GDM represents a major women’s health problem because it is associated with serious adverse maternal and neonatal outcomes, affects 1:6 pregnancies, and heralds a mother-infant pair at risk of future diabetes, obesity and cardiovascular disease. Since treatment reduces the incidence of adverse outcome, screening for GDM with oral glucose load tests (OGTTs) at pregnancy weeks 24-28 is the standard of care in most nations around the world. However, universal screening is difficult to achieve because OGTTs are inconvenient and unreliable; they also impose an arbitrary definition of “normal” and “abnormal” glucose tolerance that fails to recognize the continuous association between maternal hyperglycemia and adverse pregnancy outcomes. These well-known problems of OGTTs, compounded with the failure of HbA1c as a reliable GDM biomarker, underly major efforts to identify alternative screening/diagnostic methods for GDM.
pGCD59, the glycated form of the complement regulatory protein CD59 in blood, is an emerging biomarker for GDM: maternal pGCD59 measured in the first (week <20) or second trimester (week 24-28) classified women with GDM with high sensitivity and specificity, and was positively associated with the prevalence of large for gestational age newborns and other adverse pregnancy outcomes. Remarkably, high levels of pGCD59 also identified women that fall in between currently accepted “normal” and “abnormal” thresholds of glucose tolerance who reportedly also have a high prevalence of adverse pregnancy outcomes. Finally, high levels of pGCD59 6-12 weeks postpartum was associated with conversion to glucose intolerance in women who had GDM in their recent pregnancy.

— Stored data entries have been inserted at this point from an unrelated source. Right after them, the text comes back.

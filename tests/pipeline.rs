use std::sync::Arc;

use wirefield::camera::{CameraController, CameraKey, CameraSettings};
use wirefield::engine::{project, EngineSettings, RenderEngine};
use wirefield::field::{DomainBounds, ScalarField};
use wirefield::math::{Transform, Vector2, Vector3};
use wirefield::mesh::{generate_grid, DepthMapping};
use wirefield::state::{Simulation, SimulatorState};

fn plane(z_min: f32, z_max: f32) -> ScalarField {
    ScalarField::new("x + y", |x, y| x + y)
        .unwrap()
        .with_bounds(DomainBounds::new(-1.0, 1.0, -1.0, 1.0, z_min, z_max).unwrap())
}

#[test]
fn unit_resolution_plane_has_expected_corners() {
    let grid = generate_grid(
        &plane(-10.0, 10.0),
        (-1.0, 1.0),
        (-1.0, 1.0),
        1,
        &DepthMapping::default(),
    );
    assert_eq!(grid.side(), 2);
    let heights: Vec<f32> = [(0, 0), (1, 0), (0, 1), (1, 1)]
        .iter()
        .map(|&(i, j)| grid.get(i, j).unwrap().y)
        .collect();
    assert_eq!(heights, vec![-2.0, 0.0, 0.0, 2.0]);
    assert_eq!(grid.get(0, 0).unwrap().z, -5.0);
    assert_eq!(grid.get(0, 1).unwrap().z, -30.0);
}

#[test]
fn narrow_height_range_punches_out_extreme_corners() {
    let grid = generate_grid(
        &plane(-0.1, 0.1),
        (-1.0, 1.0),
        (-1.0, 1.0),
        1,
        &DepthMapping::default(),
    );
    assert_eq!(grid.get(0, 0), None);
    assert_eq!(grid.get(1, 1), None);
    assert!(grid.get(1, 0).is_some());
    assert!(grid.get(0, 1).is_some());
    assert_eq!(grid.holes(), 2);
}

#[test]
fn views_compose_associatively() {
    let a = Transform::trs(
        Vector3::new(1.0, -2.0, 3.0),
        Vector3::new(10.0, 20.0, 30.0),
        Vector3::new(1.0, 2.0, 0.5),
    );
    let b = Transform::rotation_y(45.0);
    let c = Transform::translation(Vector3::new(0.0, 0.0, -5.0));
    assert!(((a * b) * c).approx_eq(&(a * (b * c)), 1e-4));
}

#[test]
fn projection_respects_buffer_size() {
    let p = project(Vector3::new(-1.0, 1.0, -1.0), 350);
    assert_eq!(p.screen_position, [350.0, 0.0]);
    assert_eq!(p.depth, -1.0);
}

#[test]
fn optimizer_path_is_rendered_from_camera() {
    let bounds = DomainBounds::new(-6.0, 6.0, -6.0, 6.0, -40.0, 80.0).unwrap();
    let field = ScalarField::new("bowl", |x, y| x * x + y * y)
        .unwrap()
        .with_bounds(bounds);

    let mut simulation = Simulation::default();
    simulation.set_learning_rate(0.1);
    simulation.set_field(Arc::new(field));
    simulation.set_initial_point(5.0, -4.0).unwrap();
    simulation.run_epochs(20).unwrap();
    assert_eq!(simulation.path().len(), 21);
    let last = simulation.current_point().unwrap();
    assert!(last.magnitude() < Vector2::new(5.0, -4.0).magnitude());

    let state = SimulatorState::new(simulation).shared();
    let engine = RenderEngine::new(EngineSettings {
        buffer_size: 120,
        mesh_resolution: 12,
        ..EngineSettings::default()
    });

    let mut camera = CameraController::new(CameraSettings {
        initial_position: Vector3::new(0.0, 20.0, 35.0),
        ..CameraSettings::default()
    });
    camera.key_down(CameraKey::PitchDown);
    for _ in 0..3 {
        camera.step(0.1);
    }
    camera.key_up(CameraKey::PitchDown);
    engine.set_view_transform(camera.step(0.0));
    engine.tick(&state);

    let settings = *engine.settings();
    let frame = engine.snapshot();
    assert_eq!(frame.size, 120);
    assert_eq!(frame.colors.len(), 120 * 120);
    assert!(frame.colors.iter().any(|&c| c != settings.background));

    engine.tick(&state);
    assert_eq!(engine.snapshot(), frame, "identical inputs give identical frames");
    assert_eq!(engine.mesh_revision(), 1);
}
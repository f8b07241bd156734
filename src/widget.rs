//! Terminal host for the render engine: input mapping, focus tracking and a letterboxed
//! half-block blit of the framebuffer.

use std::collections::HashMap;
use std::io::{self, Write};
use std::sync::{Mutex, PoisonError};
use std::time::{Duration, Instant};

use crossterm::cursor::{Hide, MoveTo, Show};
use crossterm::event::{
    DisableFocusChange, DisableMouseCapture, EnableFocusChange, EnableMouseCapture, Event,
    KeyCode, KeyEvent, KeyEventKind, KeyModifiers, KeyboardEnhancementFlags, MouseEventKind,
    PopKeyboardEnhancementFlags, PushKeyboardEnhancementFlags,
};
use crossterm::style::{Color, Print, ResetColor, SetBackgroundColor, SetForegroundColor};
use crossterm::terminal::{
    self, BeginSynchronizedUpdate, Clear, ClearType, EndSynchronizedUpdate,
    EnterAlternateScreen, LeaveAlternateScreen,
};
use crossterm::{execute, queue};

use crate::camera::{CameraController, CameraKey};
use crate::engine::FrameSnapshot;
use crate::graphics::rgb_channels;
use crate::state::SimulatorState;

/// Share of the available square the image may cover
const MARGIN_FACTOR: f32 = 0.97;

/// Raw mode plus the alternate screen. Everything is restored on drop.
pub struct TerminalSession {
    key_release_events: bool,
}

impl TerminalSession {
    pub fn start(out: &mut impl Write) -> io::Result<Self> {
        terminal::enable_raw_mode()?;
        execute!(
            out,
            EnterAlternateScreen,
            Hide,
            EnableMouseCapture,
            EnableFocusChange,
            Clear(ClearType::All)
        )?;

        let key_release_events = terminal::supports_keyboard_enhancement().unwrap_or(false);
        if key_release_events {
            execute!(
                out,
                PushKeyboardEnhancementFlags(
                    KeyboardEnhancementFlags::DISAMBIGUATE_ESCAPE_CODES
                        | KeyboardEnhancementFlags::REPORT_EVENT_TYPES
                )
            )?;
        }
        log::info!(
            "keyboard enhancement {}",
            if key_release_events {
                "enabled, using key release events"
            } else {
                "unavailable, keys are held for a fixed time"
            }
        );

        Ok(TerminalSession { key_release_events })
    }

    /// Whether the terminal reports key releases
    pub fn key_release_events(&self) -> bool {
        self.key_release_events
    }
}

impl Drop for TerminalSession {
    fn drop(&mut self) {
        let mut out = io::stdout();
        if self.key_release_events {
            let _ = execute!(out, PopKeyboardEnhancementFlags);
        }
        let _ = execute!(
            out,
            ResetColor,
            DisableFocusChange,
            DisableMouseCapture,
            Show,
            LeaveAlternateScreen
        );
        let _ = terminal::disable_raw_mode();
    }
}

/// Terminal size in character cells, `(columns, rows)`
pub fn terminal_size() -> (u16, u16) {
    termsize::get()
        .map(|size| (size.cols, size.rows))
        .or_else(|| terminal::size().ok())
        .unwrap_or((80, 24))
}

/// Square region of the terminal the frame is drawn into. Every cell shows two pixels
/// stacked vertically.
#[derive(Clone, Copy, Debug, PartialEq, Eq)]
pub struct Letterbox {
    pub left: u16,
    pub top: u16,
    /// Side length in pixels; always even
    pub side: u16,
}

impl Letterbox {
    /// Largest centered square that fits `cols × rows` cells, shrunk by the margin
    pub fn fit(cols: u16, rows: u16) -> Self {
        let available = cols.min(rows.saturating_mul(2));
        let side = ((available as f32 * MARGIN_FACTOR) as u16) & !1;
        Letterbox {
            left: (cols - side) / 2,
            top: (rows - side / 2) / 2,
            side,
        }
    }

    pub fn cell_rows(&self) -> u16 {
        self.side / 2
    }
}

/// Nearest-neighbour lookup of pixel `(x, y)` of a `side`-sized image in `frame`
pub fn sample(frame: &FrameSnapshot, side: u16, x: u16, y: u16) -> u32 {
    let side = side.max(1) as usize;
    let fx = (x as usize * frame.size / side).min(frame.size.saturating_sub(1));
    let fy = (y as usize * frame.size / side).min(frame.size.saturating_sub(1));
    frame.color_at(fx, fy).unwrap_or(0)
}

fn to_color(argb: u32) -> Color {
    let (r, g, b) = rgb_channels(argb);
    Color::Rgb { r, g, b }
}

/// Maps a key code onto a camera input
pub fn camera_key(code: KeyCode) -> Option<CameraKey> {
    match code {
        KeyCode::Char(c) => match c.to_ascii_lowercase() {
            'w' => Some(CameraKey::Forward),
            's' => Some(CameraKey::Back),
            'a' => Some(CameraKey::Left),
            'd' => Some(CameraKey::Right),
            'r' => Some(CameraKey::Reset),
            _ => None,
        },
        KeyCode::Left => Some(CameraKey::YawLeft),
        KeyCode::Right => Some(CameraKey::YawRight),
        KeyCode::Up => Some(CameraKey::PitchUp),
        KeyCode::Down => Some(CameraKey::PitchDown),
        _ => None,
    }
}

/// What the driver loop should do after an event
#[derive(Clone, Copy, Debug, PartialEq, Eq)]
pub enum Control {
    Continue,
    Quit,
}

/// Render surface widget: owns the camera, turns terminal events into held keys and
/// presents finished frames.
pub struct Viewport {
    camera: CameraController,
    key_release_events: bool,
    key_hold: Duration,
    /// Last press or repeat of every held key, used when releases are not reported
    pressed_at: HashMap<CameraKey, Instant>,
    debug: bool,
    needs_clear: bool,
    frames_since_last_update: usize,
    last_fps_calculation: Instant,
    fps: f64,
}

impl Viewport {
    pub fn new(camera: CameraController, key_hold: Duration) -> Self {
        Viewport {
            camera,
            key_release_events: false,
            key_hold,
            pressed_at: HashMap::new(),
            debug: false,
            needs_clear: true,
            frames_since_last_update: 0,
            last_fps_calculation: Instant::now(),
            fps: 0.0,
        }
    }

    pub fn set_key_release_events(&mut self, enabled: bool) {
        self.key_release_events = enabled;
    }

    pub fn camera(&self) -> &CameraController {
        &self.camera
    }

    pub fn camera_mut(&mut self) -> &mut CameraController {
        &mut self.camera
    }

    pub fn debug(&self) -> bool {
        self.debug
    }

    pub fn handle_event(&mut self, event: &Event, state: &Mutex<SimulatorState>) -> Control {
        let now = Instant::now();
        match event {
            Event::FocusGained => self.camera.set_focused(true),
            Event::FocusLost => {
                self.camera.set_focused(false);
                self.pressed_at.clear();
            }
            Event::Mouse(mouse) => {
                if matches!(mouse.kind, MouseEventKind::Down(_)) {
                    self.camera.set_focused(true);
                }
            }
            Event::Resize(..) => self.needs_clear = true,
            Event::Key(key) => return self.handle_key(key, state, now),
            _ => {}
        }
        Control::Continue
    }

    fn handle_key(
        &mut self,
        key: &KeyEvent,
        state: &Mutex<SimulatorState>,
        now: Instant,
    ) -> Control {
        if key.kind == KeyEventKind::Release {
            if let Some(camera_key) = camera_key(key.code) {
                self.release(camera_key);
            }
            self.sync_modifiers(key.modifiers, now);
            return Control::Continue;
        }

        self.camera.set_focused(true);
        self.sync_modifiers(key.modifiers, now);
        if let Some(camera_key) = camera_key(key.code) {
            self.press(camera_key, now);
            return Control::Continue;
        }

        if key.kind != KeyEventKind::Press {
            return Control::Continue;
        }
        match key.code {
            KeyCode::Esc | KeyCode::Char('q') | KeyCode::Char('Q') => return Control::Quit,
            KeyCode::Char('c') if key.modifiers.contains(KeyModifiers::CONTROL) => {
                return Control::Quit
            }
            KeyCode::Tab => {
                self.debug = !self.debug;
                self.needs_clear = true;
            }
            KeyCode::Char('p') | KeyCode::Char('P') | KeyCode::Char(' ') => {
                let mut state = state.lock().unwrap_or_else(PoisonError::into_inner);
                let running = !state.is_running();
                state.set_running(running);
                log::info!("optimizer {}", if running { "resumed" } else { "paused" });
            }
            _ => {}
        }
        Control::Continue
    }

    fn press(&mut self, key: CameraKey, now: Instant) {
        self.camera.key_down(key);
        if !self.key_release_events {
            self.pressed_at.insert(key, now);
        }
    }

    fn release(&mut self, key: CameraKey) {
        self.camera.key_up(key);
        self.pressed_at.remove(&key);
    }

    /// Shift and Ctrl arrive as modifiers on other keys
    fn sync_modifiers(&mut self, modifiers: KeyModifiers, now: Instant) {
        for (flag, key) in [
            (KeyModifiers::SHIFT, CameraKey::Fast),
            (KeyModifiers::CONTROL, CameraKey::Precise),
        ] {
            if modifiers.contains(flag) {
                self.press(key, now);
            } else {
                self.release(key);
            }
        }
    }

    /// Releases keys whose hold time ran out; a no-op when the terminal reports releases
    pub fn expire_keys(&mut self, now: Instant) {
        if self.key_release_events {
            return;
        }
        let hold = self.key_hold;
        let expired: Vec<CameraKey> = self
            .pressed_at
            .iter()
            .filter(|(_, &at)| now.duration_since(at) >= hold)
            .map(|(&key, _)| key)
            .collect();
        for key in expired {
            self.release(key);
        }
    }

    /// Draws `frame` letterboxed into the terminal, plus the overlays
    pub fn present(
        &mut self,
        out: &mut impl Write,
        frame: &FrameSnapshot,
        state: &Mutex<SimulatorState>,
    ) -> io::Result<()> {
        self.frames_since_last_update += 1;
        let now = Instant::now();
        let duration = now.duration_since(self.last_fps_calculation);
        if duration.as_secs_f64() >= 1.0 {
            self.fps = self.frames_since_last_update as f64 / duration.as_secs_f64();
            self.frames_since_last_update = 0;
            self.last_fps_calculation = now;
        }

        let (cols, rows) = terminal_size();
        let layout = Letterbox::fit(cols, rows);

        queue!(out, BeginSynchronizedUpdate)?;
        if self.needs_clear {
            queue!(out, ResetColor, Clear(ClearType::All))?;
            self.needs_clear = false;
        }

        let mut colors: Option<(u32, u32)> = None;
        for row in 0..layout.cell_rows() {
            queue!(out, MoveTo(layout.left, layout.top + row))?;
            for col in 0..layout.side {
                let upper = sample(frame, layout.side, col, row * 2);
                let lower = sample(frame, layout.side, col, row * 2 + 1);
                if colors != Some((upper, lower)) {
                    queue!(
                        out,
                        SetForegroundColor(to_color(upper)),
                        SetBackgroundColor(to_color(lower))
                    )?;
                    colors = Some((upper, lower));
                }
                queue!(out, Print('▀'))?;
            }
        }
        queue!(out, ResetColor)?;

        let (lines, running) = {
            let state = state.lock().unwrap_or_else(PoisonError::into_inner);
            (self.overlay_lines(&state), state.is_running())
        };
        if self.debug {
            for (i, line) in lines.iter().enumerate() {
                queue!(
                    out,
                    MoveTo(layout.left + 1, layout.top + i as u16),
                    SetForegroundColor(Color::White),
                    SetBackgroundColor(Color::Black),
                    Print(line)
                )?;
            }
        }
        if !running {
            let text = "Paused";
            let x = layout.left + layout.side.saturating_sub(text.len() as u16) / 2;
            queue!(
                out,
                MoveTo(x, layout.top),
                SetForegroundColor(Color::White),
                SetBackgroundColor(Color::Black),
                Print(text)
            )?;
        }

        queue!(out, ResetColor, EndSynchronizedUpdate)?;
        out.flush()
    }

    fn overlay_lines(&self, state: &SimulatorState) -> Vec<String> {
        let camera = &self.camera;
        let simulation = state.simulation();
        let field = simulation
            .field()
            .map_or_else(|| "-".to_string(), |f| f.name().to_string());
        let point = simulation
            .current_point()
            .map_or_else(|| "-".to_string(), |p| p.to_string());
        vec![
            format!("{} {}", env!("CARGO_PKG_NAME"), env!("CARGO_PKG_VERSION")),
            format!("FPS: {:.2}", self.fps),
            format!("Camera: {}", camera.position()),
            format!("Yaw: {:.2}, Pitch: {:.2}", camera.yaw(), camera.pitch()),
            format!("Field: {field}"),
            format!("Point: {point}, path: {}", simulation.path().len()),
            format!("Time scale: {:.1}", state.time_scale()),
        ]
    }
}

Our presentation will summarize results of prospective and retrospective multicenter human studies supporting the conclusion that pGCD59 is a simple and accurate biomarker for a) GDM diagnosis in first and second trimesters, b) risk assessment of serious adverse pregnancy outcomes associated with GDM, and c) postpartum identification of glucose intolerance in women with GDM.